A solution to this problem is provided according to the invention with an engine exhaust emission control device as set out in claim 1. Advantageous further developments of the invention are specified in subclaims 2 to 5.

In particular, an engine exhaust emission control device according to the present invention has a collector for collecting particulates contained in exhaust gas, and performs a regeneration process for removing particulates accumulated in the collector using a heating mechanism. The engine exhaust emission control device includes: a decrease rate determination unit configured to determine whether a decrease rate of the particulate matter at a predetermined time interval during the regeneration process is equal to or greater than a threshold value; and a regeneration control unit configured to variably control the heating mechanism for burning the particulates depending on a determination result of the decrease rate determination unit.

According to the present invention, when the collector is forcibly regenerated to collect particulates contained in the exhaust gas, the fuel efficiency can be improved by effectively burning the particulates without impairing the life of the collector.

Preferred developments of the invention are specified in the subclaims.

• 1 ein Gesamtblockdiagramm eines Motors;
• 2 ein Blockdiagramm, das sich auf eine Dieselpartikelfilter-Regenerationssteuerung bezieht;
• 3 eine Ansicht zur Erläuterung einer Partikelverminderungsbestimmung bei einem jeweiligen spezifizierten Zeitintervall;
• 4 eine Ansicht zur Erläuterung der Partikelverminderungsbestimmung innerhalb eines spezifizierten Zeitintervalls; und
• 5 ein Flussdiagramm einer Dieselpartikelfilter-Regenerationssteuerungsroutine.
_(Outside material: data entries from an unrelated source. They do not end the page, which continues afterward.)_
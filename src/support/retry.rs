//! Retry with exponential backoff
//!
//! Generic retry helper for transient failures (storage timeouts, network
//! blips). Used by the transaction engine for persistence writes that must
//! not be lost to a single failure (StartTransaction, StopTransaction).

use std::future::Future;
use std::time::Duration;
use tracing::{info, warn};

/// Configuration for retry behavior.
#[derive(Debug, Clone)]
pub struct RetryConfig {
    /// Maximum number of attempts (including the first one).
    pub max_attempts: u32,
    /// Initial delay between retries.
    pub initial_delay: Duration,
    /// Multiplier applied to the delay after each retry.
    pub backoff_multiplier: f64,
    /// Maximum delay between retries (cap).
    pub max_delay: Duration,
}

impl Default for RetryConfig {
    fn default() -> Self {
        Self {
            max_attempts: 3,
            initial_delay: Duration::from_millis(200),
            backoff_multiplier: 2.0,
            max_delay: Duration::from_secs(5),
        }
    }
}

/// Execute an async operation with exponential backoff retry.
///
/// The `should_retry` closure determines whether a given error is transient
/// (and therefore retryable) or permanent (bail immediately).
pub async fn retry_with_backoff<F, Fut, T, E>(
    config: RetryConfig,
    mut operation: F,
    should_retry: impl Fn(&E) -> bool,
    operation_name: &str,
) -> Result<T, E>
where
    F: FnMut() -> Fut,
    Fut: Future<Output = Result<T, E>>,
    E: std::fmt::Display,
{
    let mut delay = config.initial_delay;

    for attempt in 1..=config.max_attempts {
        match operation().await {
            Ok(value) => {
                if attempt > 1 {
                    info!(operation = operation_name, attempt, "Succeeded after retry");
                }
                return Ok(value);
            }
            Err(err) => {
                if attempt == config.max_attempts || !should_retry(&err) {
                    warn!(
                        operation = operation_name,
                        attempt,
                        max_attempts = config.max_attempts,
                        error = %err,
                        "Operation failed permanently"
                    );
                    return Err(err);
                }

                warn!(
                    operation = operation_name,
                    attempt,
                    max_attempts = config.max_attempts,
                    error = %err,
                    retry_in_ms = delay.as_millis() as u64,
                    "Transient failure, retrying"
                );

                tokio::time::sleep(delay).await;

                delay = Duration::from_secs_f64(
                    (delay.as_secs_f64() * config.backoff_multiplier)
                        .min(config.max_delay.as_secs_f64()),
                );
            }
        }
    }

    unreachable!("Loop exits via return")
}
The invention and developments of the invention are explained in more detail below with reference to the drawings of an exemplary embodiment. In the drawings show:

• 1 an overall block diagram of an engine;
• 2 Fig. 4 is a block diagram relating to diesel particulate filter regeneration control;
• 3 FIG. 11 is a view for explaining a particulate matter reduction determination at each specified time interval;
• 4th a view for explaining the particulate reduction determination within a specified time interval; and
• 5 Fig. 3 is a flowchart of a diesel particulate filter regeneration control routine.

An embodiment of the present invention is described below with reference to the drawings. This embodiment is shown in 1 to 5 illustrated.

In 1 denotes the reference number 1 an engine, which in the present embodiment is a diesel engine with a common rail fuel injection system. An upper portion of a combustion chamber of the engine 1 has openings to an inlet port 2 and an outlet port 3 as well as an injector inserted into it 4th to inject fuel in the common rail system, which accumulates high pressure fuel supplied from a high pressure pump, not shown, into the combustion chamber of each cylinder. The reference number 5 denotes an intake valve, and the reference number 6th denotes an exhaust valve.

An inlet passage 7th is with an upstream portion of the inlet port 2 connected and communicated with this, and an inlet chamber 8th is in the inlet passage 7th educated. There is also an air purifier 9 at an air inlet of the intake passage 7th intended. Immediately downstream from the air cleaner 9 is an intake air quantity sensor 11 inserted for detecting an intake air amount.

An outlet passage 10 is with the downstream part of the outlet port 3 connected and communicates with it. In the outlet passage 10 are a diesel oxidation catalyst (DOC) 12 primarily for oxidizing hydrocarbons (HC) in exhaust gas through catalysis and a diesel particulate filter (DPF) 13 arranged as a collector for collecting particulates such as soot (dust, carbon dust), soluble organic matter (SOF) and sulfate (SO4) in the exhaust gas on the downstream side of the diesel oxidation catalyst 12 serves.

In the upstream and downstream areas of the diesel particulate filter 13 that is in the exhaust passage 10 is arranged are a temperature sensor 14a for detecting the inlet temperature of the diesel particulate filter 13 (the temperature of the diesel particulate filter 13 supplied exhaust gas) and a temperature sensor 14b for detecting the outlet temperature of the diesel particulate filter 13 (the temperature of the exhaust gas immediately downstream from the diesel particulate filter 13 ) intended.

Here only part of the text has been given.